This document is relevant for: Trn1

PyTorch Neuron for Trainium Hugging Face BERT MRPC task finetuning using Hugging Face Trainer API#

In this tutorial, we show how to run a Hugging Face script that uses Hugging Face Trainer API to do fine-tuning on Trainium. The example follows the text-classification example which fine-tunes BERT-base model for sequence classification on the GLUE benchmark.

Note

Logs used in tutorials do not present latest performance numbers

For latest performance numbers visit Neuron Performance

Setup and compilation#

Before running the tutorial please follow the installation instructions at:

Please set the storage of instance to 512GB or more if you also want to run through the BERT pretraining and GPT pretraining tutorials.

For all the commands below, make sure you are in the virtual environment that you have created above before you run the commands:

source ~/aws_neuron_venv_pytorch/bin/activate

First we install recent version of HF transformers, scikit-learn and evaluate packages in our environment. In this example, we chose version 4.15.0:

pip install -U transformers==4.15.0 datasets evaluate scikit-learn

Next we download the transformers source, checking out the tag that matches the installed version:

cd ~/
git clone https://github.com/huggingface/transformers --branch v4.15.0

Go into the examples BERT training directory:

cd ~/transformers/examples/pytorch/text-classification

Edit the python script run_glue.py and add the following lines after the Python imports. They set the compiler flag for transformer model type and enable data parallel training using torchrun:

# Set compiler flag to compile for transformer model type
os.environ["NEURON_CC_FLAGS"] = os.environ.get('NEURON_CC_FLAGS', '') + " --model-type=transformer"

# Enable torchrun
import torch
import torch_xla.distributed.xla_backend
if os.environ.get("WORLD_SIZE"):
    torch.distributed.init_process_group('xla')

# Fixup to enable distributed training with XLA
from packaging import version
from transformers import __version__
if version.parse(__version__) < version.parse("4.20.0"):
    Trainer._wrap_model = lambda self, model, training=True: model
else:
    Trainer._wrap_model = lambda self, model, training=True, dataloader=None: model

# Workaround for NaNs seen with transformers version >= 4.21.0
# https://github.com/aws-neuron/aws-neuron-sdk/issues/593
if os.environ.get("XLA_USE_BF16") or os.environ.get("XLA_DOWNCAST_BF16"):
    transformers.modeling_utils.get_parameter_dtype = lambda x: torch.bfloat16

We will run MRPC task fine-tuning following the example in README.md.
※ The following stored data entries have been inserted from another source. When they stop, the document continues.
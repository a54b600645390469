//! Work distributor.
//!
//! Owns one queue per worker slot and hands out record ids from a
//! monotonically increasing cursor. Each slot holds a single credit: an id is
//! published to a slot's queue at startup and then once per `Done` event from
//! that slot's worker, so at most `worker_count` items are in flight.
//!
//! Workers run as supervised tasks. When one exits, a replacement is spawned
//! on the same queue with the same credential, the assignment table is
//! switched over to it, and the next id is dispatched to it unless an
//! undelivered message is still waiting in the slot's queue.
//!
//! Known gap: the cursor only advances on dispatch, so an id a worker was
//! holding when it crashed is not dispatched again. It is logged and left for
//! the reprocessing sweep if its record ever got an error written.

use std::collections::HashMap;
use std::sync::Arc;
use tokio::sync::mpsc;
use tokio::task::{AbortHandle, JoinError, JoinSet};
use tracing::{debug, error, info, warn};

use ingest_core::Result;
use telemetry::metrics;
use work_queue::SharedQueue;

use crate::config::PipelineConfig;
use crate::pipeline::Pipeline;
use crate::worker::{InProgress, IngestionWorker, WorkerEvent};

/// Which worker serves which slot, and with which credential.
#[derive(Debug, Clone, PartialEq, Eq)]
pub struct Assignment {
    pub worker_id: u64,
    pub slot: usize,
    pub credential: Option<String>,
    pub queue_name: String,
}

/// Totals reported when a bounded run finishes.
#[derive(Debug, Clone, PartialEq, Eq)]
pub struct DistributionSummary {
    pub dispatched: u64,
    pub crashes: u64,
    pub next_cursor: i64,
    /// Final assignments, ordered by slot
    pub assignments: Vec<Assignment>,
}

struct Running {
    assignment: Assignment,
    in_progress: InProgress,
    abort: AbortHandle,
}

type Exit = (u64, std::result::Result<Result<()>, JoinError>);

enum Step {
    Event(WorkerEvent),
    Exit(std::result::Result<Exit, JoinError>),
}

pub struct Distributor {
    config: PipelineConfig,
    queue: SharedQueue,
    pipeline: Arc<Pipeline>,
    workers: HashMap<u64, Running>,
    joins: JoinSet<Exit>,
    events_tx: mpsc::Sender<WorkerEvent>,
    events_rx: mpsc::Receiver<WorkerEvent>,
    /// Published but not yet acknowledged ids, per slot
    pending: Vec<usize>,
    cursor: i64,
    next_worker_id: u64,
    dispatched: u64,
    crashes: u64,
}

impl Distributor {
    pub fn new(config: PipelineConfig, queue: SharedQueue, pipeline: Arc<Pipeline>) -> Result<Self> {
        config.validate()?;
        let (events_tx, events_rx) = mpsc::channel(config.event_buffer);

        Ok(Self {
            pending: vec![0; config.worker_count],
            cursor: config.start_cursor,
            config,
            queue,
            pipeline,
            workers: HashMap::new(),
            joins: JoinSet::new(),
            events_tx,
            events_rx,
            next_worker_id: 0,
            dispatched: 0,
            crashes: 0,
        })
    }

    /// Runs until the cursor passes `end_cursor` and every slot is drained.
    ///
    /// Without an end cursor this only returns on a queue failure.
    pub async fn run(mut self) -> Result<DistributionSummary> {
        let slots = self.config.worker_count;
        info!(
            workers = slots,
            start_cursor = self.cursor,
            end_cursor = ?self.config.end_cursor,
            "Work distributor starting"
        );

        for slot in 0..slots {
            self.queue.reset(&self.config.queue_name(slot)).await?;
        }
        for slot in 0..slots {
            let credential = self.config.credential_for(slot);
            self.spawn_worker(slot, credential);
        }
        for slot in 0..slots {
            self.dispatch(slot).await?;
        }

        loop {
            if self.is_drained() {
                break;
            }

            let step = tokio::select! {
                Some(event) = self.events_rx.recv() => Step::Event(event),
                Some(exit) = self.joins.join_next() => Step::Exit(exit),
                else => break,
            };

            match step {
                Step::Event(event) => self.on_event(event).await?,
                Step::Exit(Ok((worker_id, result))) => {
                    // Anything the dead worker sent before exiting is already queued.
                    while let Ok(event) = self.events_rx.try_recv() {
                        self.on_event(event).await?;
                    }
                    self.on_exit(worker_id, result).await?;
                }
                Step::Exit(Err(e)) => error!(error = %e, "Worker supervisor task failed"),
            }
        }

        let summary = self.summary();
        info!(
            dispatched = summary.dispatched,
            crashes = summary.crashes,
            next_cursor = summary.next_cursor,
            "Work distributor finished"
        );
        Ok(summary)
    }

    fn exhausted(&self) -> bool {
        self.config.end_cursor.is_some_and(|end| self.cursor > end)
    }

    fn is_drained(&self) -> bool {
        self.exhausted() && self.pending.iter().all(|n| *n == 0)
    }

    fn spawn_worker(&mut self, slot: usize, credential: Option<String>) -> u64 {
        let worker_id = self.next_worker_id;
        self.next_worker_id += 1;

        let assignment = Assignment {
            worker_id,
            slot,
            credential,
            queue_name: self.config.queue_name(slot),
        };
        let worker = IngestionWorker::new(
            worker_id,
            assignment.queue_name.clone(),
            assignment.credential.clone(),
            Arc::clone(&self.queue),
            Arc::clone(&self.pipeline),
            self.events_tx.clone(),
        );
        let in_progress = worker.in_progress();

        let handle = tokio::spawn(worker.run());
        let abort = handle.abort_handle();
        self.joins.spawn(async move { (worker_id, handle.await) });

        self.workers.insert(
            worker_id,
            Running {
                assignment,
                in_progress,
                abort,
            },
        );
        metrics().active_workers.set(self.workers.len() as u64);
        worker_id
    }

    /// Publishes the next id to `slot`, unless the cursor is exhausted.
    async fn dispatch(&mut self, slot: usize) -> Result<()> {
        if self.exhausted() {
            debug!(slot, "Cursor exhausted, slot idle");
            return Ok(());
        }

        let queue_name = self.config.queue_name(slot);
        self.queue.publish(&queue_name, self.cursor).await?;
        debug!(slot, nft_id = self.cursor, "Dispatched id");

        self.cursor += 1;
        self.pending[slot] += 1;
        self.dispatched += 1;
        metrics().ids_dispatched.inc();
        Ok(())
    }

    async fn on_event(&mut self, event: WorkerEvent) -> Result<()> {
        match event {
            WorkerEvent::Done { worker_id } => {
                let Some(running) = self.workers.get(&worker_id) else {
                    debug!(worker_id, "Ignoring event from retired worker");
                    return Ok(());
                };
                let slot = running.assignment.slot;
                self.pending[slot] = self.pending[slot].saturating_sub(1);
                self.dispatch(slot).await
            }
        }
    }

    async fn on_exit(&mut self, worker_id: u64, result: std::result::Result<Result<()>, JoinError>) -> Result<()> {
        let Some(old) = self.workers.get(&worker_id) else {
            return Ok(());
        };
        let slot = old.assignment.slot;
        let credential = old.assignment.credential.clone();
        let lost = old.in_progress.get();

        match &result {
            Ok(Ok(())) => warn!(worker_id, slot, "Worker exited"),
            Ok(Err(e)) => error!(worker_id, slot, error = %e, "Worker failed"),
            Err(e) if e.is_panic() => error!(worker_id, slot, "Worker panicked"),
            Err(_) => warn!(worker_id, slot, "Worker cancelled"),
        }
        if let Some(nft_id) = lost {
            warn!(worker_id, nft_id, "Item lost with crashed worker, not re-dispatched");
            self.pending[slot] = self.pending[slot].saturating_sub(1);
        }

        self.crashes += 1;
        metrics().worker_crashes.inc();

        let delay = self.config.respawn_delay();
        if !delay.is_zero() {
            tokio::time::sleep(delay).await;
        }

        // The replacement is registered before the old mapping goes away.
        let replacement = self.spawn_worker(slot, credential);
        self.workers.remove(&worker_id);
        metrics().active_workers.set(self.workers.len() as u64);
        info!(old_worker_id = worker_id, worker_id = replacement, slot, "Worker replaced");

        // A message still sitting in the queue is the slot's credit.
        if self.pending[slot] == 0 {
            self.dispatch(slot).await?;
        }
        Ok(())
    }

    /// Current assignments, ordered by slot.
    pub fn assignments(&self) -> Vec<Assignment> {
        let mut assignments: Vec<_> = self
            .workers
            .values()
            .map(|running| running.assignment.clone())
            .collect();
        assignments.sort_by_key(|a| a.slot);
        assignments
    }

    fn summary(&self) -> DistributionSummary {
        DistributionSummary {
            dispatched: self.dispatched,
            crashes: self.crashes,
            next_cursor: self.cursor,
            assignments: self.assignments(),
        }
    }
}

impl Drop for Distributor {
    fn drop(&mut self) {
        for running in self.workers.values() {
            running.abort.abort();
        }
        metrics().active_workers.set(0);
    }
}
In this part of the tutorial we will use the Hugging Face model hub’s pretrained bert-large-uncased model.

We precompile the model and training script to warm up the persistent graph cache (Neuron Cache) such that the actual run has fewer compilations (faster run time). We use full BF16 casting using XLA_USE_BF16=1 to enable best performance. Create a “compile” file with the following content, change it to executable, and run it:

export TASK_NAME=mrpc
neuron_parallel_compile XLA_USE_BF16=1 python3 ./run_glue.py \
--model_name_or_path bert-large-uncased \
--task_name $TASK_NAME \
--do_train \
--max_seq_length 128 \
--per_device_train_batch_size 8 \
--learning_rate 2e-5 \
--num_train_epochs 2 \
--overwrite_output_dir \
--output_dir /tmp/$TASK_NAME/ |& tee log_compile_train

Note that we separating out the train/eval steps during compilation. Also, we reduce batch size to 8 which is currently optimal for Trainium. Also, to reduce time to extract graph, we limit the trial run to 2 epochs. Please ignore the results from this trial run as it is only for extracting and compiling the XLA graphs.

Single-worker training#

After precompilation, the actual run will be faster with minimal additional compilations. NOTE: currently the evaluation step would incur full compilation (see Known Issues below).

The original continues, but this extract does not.